If you have a link to the information on sexual contact, I’d be interested, Patricia. Thanks for your comments.
Blessed be, all …
Patricia — if you could please let us know where you care getting the information that “and then it turned out he’d had sex with the woman who died,” I’d appreciate it. So far, the only mention of such a thing I have seen is that Eric says there is something in the astrology indicating something like that. But we can’t know 100% what the astrology is describing at this point.
The one major problem with the sex theory is that my understanding of ebola transmission — told to me by a doctor who has been researching it — is that you must be *actively exhibiting symptoms* to be contagious.
In other words, a person with ebola must have a fever and will likely be vomiting and having diarrhea to be contagious — this is NOT a disease where someone can be contagious *before* exhibiting symptoms. So that pretty much rules out sex with an infected ebola patient for any reasonable human being.
Maybe any “secret” sexual contact on Duncan’s behalf might be related to the situation Judith has mentioned here in the comments — that is, that sexual contact happened in that span of time, or maybe with someone in the family of this girl he transported home from the hospital. And maybe he came in close enough contact with this pregnant girl for the virus to be transmitted (as in, saliva or vomit getting on his hand, and he wipes it off and then wipes his eye or nose) — but NOT that he had sex with someone *actively* exhibiting symptoms.

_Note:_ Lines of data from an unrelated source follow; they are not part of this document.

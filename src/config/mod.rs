mod cli;
mod file;
mod tunables;

pub use cli::{Cli, Command, TunableArgs};
pub use tunables::{Tunables, MAX_SCROLL_SPEED};

use std::path::PathBuf;

use crate::device::{DeviceClass, Link};

const DEFAULT_DEVICE: &str = "/dev/hidraw0";

/// Merged configuration from CLI args and TOML file.
#[derive(Debug, Clone)]
pub struct Config {
    pub device: PathBuf,
    /// Overrides detection from the hidraw device info.
    pub class: Option<DeviceClass>,
    pub link: Option<Link>,
    pub tunables: Tunables,
    /// File the config was read from, if any. Watched for tunable changes.
    pub source: Option<PathBuf>,
    overrides: TunableArgs,
}

impl Config {
    /// Load configuration by merging TOML file with CLI overrides.
    pub fn load(cli: &Cli) -> Self {
        let (source, file_config) = match cli.config.as_ref() {
            Some(path) => (
                Some(path.clone()),
                file::load_from_path(path).unwrap_or_default(),
            ),
            None => match file::load_from_default_paths() {
                Some((path, config)) => (Some(path), config),
                None => (None, file::FileConfig::default()),
            },
        };

        Self {
            device: cli
                .device
                .clone()
                .or(file_config.device)
                .unwrap_or_else(|| PathBuf::from(DEFAULT_DEVICE)),
            class: cli.class.or(file_config.class),
            link: cli.link.or(file_config.link),
            tunables: file_config.emulation.with_overrides(&cli.tunables),
            source,
            overrides: cli.tunables.clone(),
        }
    }

    /// Re-read tunables from the config file, keeping CLI overrides on top.
    /// Returns None if there is no file or it does not parse.
    pub fn reload_tunables(&self) -> Option<Tunables> {
        let path = self.source.as_ref()?;
        let file_config = file::load_from_path(path)?;
        Some(file_config.emulation.with_overrides(&self.overrides))
    }

    pub fn validate(&self) -> Result<(), &'static str> {
        self.tunables.validate()
    }
}

#[cfg(test)]
mod tests {
    use super::*;
    use clap::Parser;

    #[test]
    fn test_load_file_with_cli_overrides() {
        let path = std::env::temp_dir().join(format!("magic-pad-config-{}.toml", std::process::id()));
        std::fs::write(
            &path,
            "class = \"magic-mouse-2\"\ndevice = \"/dev/hidraw7\"\n\n[emulation]\nscroll_speed = 40\n",
        )
        .unwrap();

        let cli = Cli::try_parse_from([
            "magic-pad",
            "--config",
            path.to_str().unwrap(),
            "--no-scroll-acceleration",
        ])
        .unwrap();
        let config = Config::load(&cli);
        std::fs::remove_file(&path).unwrap();

        assert_eq!(config.class, Some(DeviceClass::MagicMouse2));
        assert_eq!(config.device, PathBuf::from("/dev/hidraw7"));
        assert_eq!(config.tunables.scroll_speed, 40);
        assert!(!config.tunables.scroll_acceleration);
        assert_eq!(config.source, Some(path));
    }
}
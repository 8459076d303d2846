//! Per-tracking-id touch memory that persists across reports.

use crate::report::codec::Contact;

/// Tracking ids are 4 bits wide.
pub const MAX_TOUCHES: usize = 16;

/// Most recent data for one tracking id.
#[derive(Debug, Clone, Copy, Default, PartialEq, Eq)]
pub struct TouchRecord {
    pub x: i32,
    pub y: i32,
    pub size: u8,

    // Low-resolution scroll baseline
    pub scroll_x: i16,
    pub scroll_y: i16,
    // High-resolution scroll baseline
    pub scroll_x_hr: i16,
    pub scroll_y_hr: i16,
    pub scroll_x_active: bool,
    pub scroll_y_active: bool,

    /// Present and down in the current frame.
    pub down: bool,
}

/// Fixed table of touch records plus the slot map of the current frame.
///
/// Records are never freed; a new contact with the same tracking id
/// overwrites the old values.
#[derive(Debug, Clone, Default)]
pub struct TouchTable {
    touches: [TouchRecord; MAX_TOUCHES],
    /// Raw slot index within the report -> tracking id.
    slots: [u8; MAX_TOUCHES],
    slot_count: usize,
    active: usize,
}

impl TouchTable {
    pub fn new() -> Self {
        Self::default()
    }

    /// Forget the previous frame: empty slot map, no touch down.
    pub fn begin_frame(&mut self) {
        self.slot_count = 0;
        self.active = 0;
        for touch in self.touches.iter_mut() {
            touch.down = false;
        }
    }

    /// Store a decoded contact at its raw slot and return its record.
    pub fn record(&mut self, slot: usize, contact: &Contact) -> &mut TouchRecord {
        let id = contact.tracking_id as usize % MAX_TOUCHES;
        let down = contact.state.is_down();

        if slot < MAX_TOUCHES {
            self.slots[slot] = id as u8;
            self.slot_count = self.slot_count.max(slot + 1);
        }
        if down {
            self.active += 1;
        }

        let touch = &mut self.touches[id];
        touch.x = contact.x;
        touch.y = contact.y;
        touch.size = contact.size;
        touch.down = down;
        touch
    }

    pub fn touch(&self, id: u8) -> &TouchRecord {
        &self.touches[id as usize % MAX_TOUCHES]
    }

    /// Contacts marked down in the current frame.
    pub fn active_count(&self) -> usize {
        self.active
    }

    pub fn slot_ids(&self) -> &[u8] {
        &self.slots[..self.slot_count]
    }

    /// Down touches of the current frame, in slot order.
    pub fn down_touches(&self) -> impl Iterator<Item = (u8, &TouchRecord)> + '_ {
        self.slot_ids()
            .iter()
            .map(move |&id| (id, &self.touches[id as usize]))
            .filter(|(_, touch)| touch.down)
    }

    /// Number of down touches in slots before `slot` with at least `min_size`.
    pub fn firm_touches_before(&self, slot: usize, min_size: u8) -> usize {
        self.slot_ids()
            .iter()
            .take(slot)
            .map(|&id| &self.touches[id as usize])
            .filter(|touch| touch.down && touch.size >= min_size)
            .count()
    }
}

#[cfg(test)]
mod tests {
    use super::*;
    use crate::report::codec::{TOUCH_STATE_DRAG, TOUCH_STATE_NONE, TOUCH_STATE_START};
    use crate::report::tests::touch;

    #[test]
    fn test_record_and_count() {
        let mut table = TouchTable::new();
        table.begin_frame();
        table.record(0, &touch(4, 10, 20, 9, TOUCH_STATE_START));
        table.record(1, &touch(7, -10, 5, 3, TOUCH_STATE_NONE));

        assert_eq!(table.active_count(), 1);
        assert_eq!(table.slot_ids(), &[4, 7]);
        assert_eq!(table.touch(4).x, 10);
        assert_eq!(table.touch(7).size, 3);
        assert!(!table.touch(7).down);

        let down: Vec<u8> = table.down_touches().map(|(id, _)| id).collect();
        assert_eq!(down, vec![4]);
    }

    #[test]
    fn test_absent_id_keeps_values() {
        let mut table = TouchTable::new();
        table.begin_frame();
        table.record(0, &touch(2, 100, 200, 9, TOUCH_STATE_DRAG));
        table.begin_frame();
        table.record(0, &touch(3, 1, 1, 1, TOUCH_STATE_DRAG));

        let kept = table.touch(2);
        assert_eq!((kept.x, kept.y, kept.size), (100, 200, 9));
        assert!(!kept.down);
        assert_eq!(table.active_count(), 1);
        assert_eq!(table.slot_ids(), &[3]);
    }

    #[test]
    fn test_firm_touches_before() {
        let mut table = TouchTable::new();
        table.begin_frame();
        table.record(0, &touch(0, 0, 0, 6, TOUCH_STATE_DRAG));
        table.record(1, &touch(1, 0, 0, 2, TOUCH_STATE_DRAG));
        table.record(2, &touch(2, 0, 0, 9, TOUCH_STATE_DRAG));

        assert_eq!(table.firm_touches_before(0, 5), 0);
        assert_eq!(table.firm_touches_before(1, 5), 1);
        assert_eq!(table.firm_touches_before(3, 5), 2);
    }
}
use super::{Axis, DeviceProfile, Diagnostic};

pub const MAGIC_TRACKPAD: DeviceProfile = DeviceProfile {
    name: "Apple Magic Trackpad",

    // 130 x 110 mm
    x: Axis {
        min: -2909,
        max: 3167,
        dimension: 13000.0,
    },
    y: Axis {
        min: -2456,
        max: 2565,
        dimension: 11000.0,
    },
    orientation_min: -31,
    orientation_max: 32,

    diagnostic: Diagnostic::ExtraByte,

    multitouch_usb: &[0xd7, 0x01],
    multitouch_bt: &[0xd7, 0x01],
    retry_multitouch: false,
};
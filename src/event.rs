//! Decoded pointer events handed to an event sink.

/// Button bits as reported by the hardware and latched by the sink.
#[derive(Debug, Clone, Copy, Default, PartialEq, Eq)]
pub struct Buttons {
    pub left: bool,
    pub right: bool,
    pub middle: bool,
}

impl Buttons {
    pub const LEFT: u8 = 1 << 0;
    pub const RIGHT: u8 = 1 << 1;
    pub const MIDDLE: u8 = 1 << 2;

    pub fn from_bits(bits: u8) -> Self {
        Self {
            left: bits & Self::LEFT != 0,
            right: bits & Self::RIGHT != 0,
            middle: bits & Self::MIDDLE != 0,
        }
    }

    pub fn bits(self) -> u8 {
        (self.left as u8) * Self::LEFT | (self.right as u8) * Self::RIGHT | (self.middle as u8) * Self::MIDDLE
    }

    pub fn any(self) -> bool {
        self.bits() != 0
    }
}

/// State of one tracking id after the current report.
#[derive(Debug, Clone, Copy, PartialEq, Eq)]
pub struct TouchSync {
    pub tracking_id: u8,
    pub down: bool,
    pub x: i32,
    pub y: i32,
    pub touch_major: u8,
    pub touch_minor: u8,
    pub orientation: i32,
    pub size: u8,
    /// Undeciphered state bits, only when diagnostics are enabled.
    pub raw_state: Option<u8>,
}

/// Everything one report produces, emitted as one input frame.
#[derive(Debug, Clone, Default, PartialEq, Eq)]
pub struct DecodedOutput {
    pub touches: Vec<TouchSync>,
    /// Relative motion, mouse classes only.
    pub motion: Option<(i32, i32)>,
    pub buttons: Buttons,
    /// Low-resolution wheel `(horizontal, vertical)`.
    pub wheel: Option<(i32, i32)>,
    /// High-resolution wheel `(horizontal, vertical)`, 120 per detent.
    pub wheel_hr: Option<(i32, i32)>,
    pub active_touches: usize,
}
impl SlotTracker {
    fn new() -> Self {
        Self {
            contacts: [None; MAX_TOUCHES],
            next_contact: 0,
        }
    }

    /// Per-slot events for one frame, in the order they must be written.
    /// Slots absent from the frame are released.
    fn frame(&mut self, output: &DecodedOutput, trackpad2: bool, raw: bool) -> Vec<(u16, Vec<InputEvent>)> {
        let mut slots = Vec::with_capacity(output.touches.len());
        let mut seen = [false; MAX_TOUCHES];

        for touch in &output.touches {
            let slot = touch.tracking_id as usize % MAX_TOUCHES;
            seen[slot] = true;

            if !touch.down {
                if self.contacts[slot].take().is_some() {
                    slots.push((slot as u16, vec![AbsEvent::new(Abs::MT_TRACKING_ID, -1).into()]));
                }
                continue;
            }

            let mut events: Vec<InputEvent> = Vec::with_capacity(10);
            if self.contacts[slot].is_none() {
                self.next_contact += 1;
                self.contacts[slot] = Some(self.next_contact);
                events.push(AbsEvent::new(Abs::MT_TRACKING_ID, evdev_tracking_id(self.next_contact)).into());
            }
            events.push(AbsEvent::new(Abs::MT_TOUCH_MAJOR, (touch.touch_major as i32) << TOUCH_AXIS_SHIFT).into());
            events.push(AbsEvent::new(Abs::MT_TOUCH_MINOR, (touch.touch_minor as i32) << TOUCH_AXIS_SHIFT).into());
            events.push(AbsEvent::new(Abs::MT_ORIENTATION, -touch.orientation).into());
            events.push(AbsEvent::new(Abs::MT_POSITION_X, touch.x).into());
            events.push(AbsEvent::new(Abs::MT_POSITION_Y, touch.y).into());
            if trackpad2 {
                events.push(AbsEvent::new(Abs::TOOL_WIDTH, touch.size as i32).into());
                events.push(AbsEvent::new(Abs::MT_PRESSURE, TRACKPAD2_PRESSURE).into());
            }
            if let Some(state) = touch.raw_state.filter(|_| raw) {
                events.push(MiscEvent::new(Misc::RAW, state as i32).into());
            }

            slots.push((slot as u16, events));
        }

        // Drop contacts that vanished without a lift record.
        for (slot, contact) in self.contacts.iter_mut().enumerate() {
            if !seen[slot] && contact.take().is_some() {
                slots.push((slot as u16, vec![AbsEvent::new(Abs::MT_TRACKING_ID, -1).into()]));
            }
        }

        slots
    }

    /// The down touch that has been on the surface longest.
    fn oldest<'a>(&self, touches: &'a [TouchSync]) -> Option<&'a TouchSync> {
        touches
            .iter()
            .filter(|t| t.down)
            .filter_map(|t| self.contacts[t.tracking_id as usize % MAX_TOUCHES].map(|seq| (seq, t)))
            .min_by_key(|(seq, _)| *seq)
            .map(|(_, t)| t)
    }
}
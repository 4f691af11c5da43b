mod headless;
pub mod mock;

pub use headless::{HeadlessView, SurfaceSnapshot, MAX_ANIMATION_FPS};

use thiserror::Error;

pub type SurfaceId = u64;

#[derive(Error, Debug, Clone, PartialEq, Eq)]
pub enum SurfaceError {
    #[error("Surface {0} was detached by the host")]
    Detached(SurfaceId),
    #[error("Surface {0} is already closed")]
    Closed(SurfaceId),
    #[error("Render target error: {0}")]
    Host(String),
}

pub type SurfaceResult<T> = Result<T, SurfaceError>;

/// A single opacity transition.
#[derive(Debug, Clone, Copy, PartialEq)]
pub struct Fade {
    pub from: f32,
    pub to: f32,
    pub duration_ms: u32,
}

impl Fade {
    pub fn enter(duration_ms: u32) -> Self {
        Self {
            from: 0.0,
            to: 1.0,
            duration_ms,
        }
    }

    pub fn exit(duration_ms: u32) -> Self {
        Self {
            from: 1.0,
            to: 0.0,
            duration_ms,
        }
    }
}

/// Render target for blocking overlays.
///
/// Implementations own the actual curtain (backdrop, message text, and an
/// indeterminate busy indicator). All calls arrive on the render target's own
/// thread.
pub trait OverlayView {
    /// Allocates a surface at zero opacity, attached but not yet visible.
    fn create(&self) -> SurfaceId;

    fn set_message(&self, surface: SurfaceId, text: &str) -> SurfaceResult<()>;

    /// Starts a single-shot opacity transition. `on_complete` must be invoked
    /// exactly once after the transition finishes, on the render target's
    /// scheduling thread.
    fn run_transition(&self, surface: SurfaceId, fade: Fade, on_complete: Box<dyn FnOnce()>);

    /// Releases the surface. May fail if the host already tore it down.
    fn close(&self, surface: SurfaceId) -> SurfaceResult<()>;
}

I’m thinking that whatever Eric saw in the astrology referring to sex for Thomas Duncan might be a more oblique situation/reference, and that we need to keep our minds open and look for *verifiable* news stories and evidence before jumping to conclusions.
And yes, I do think the ebola pandemic is earmarked for being a racial issue. Culturally, much of the West still puts African nations into this category of “exotic” and “primitive” and “other.” Those are important, insidious biases to watch out for.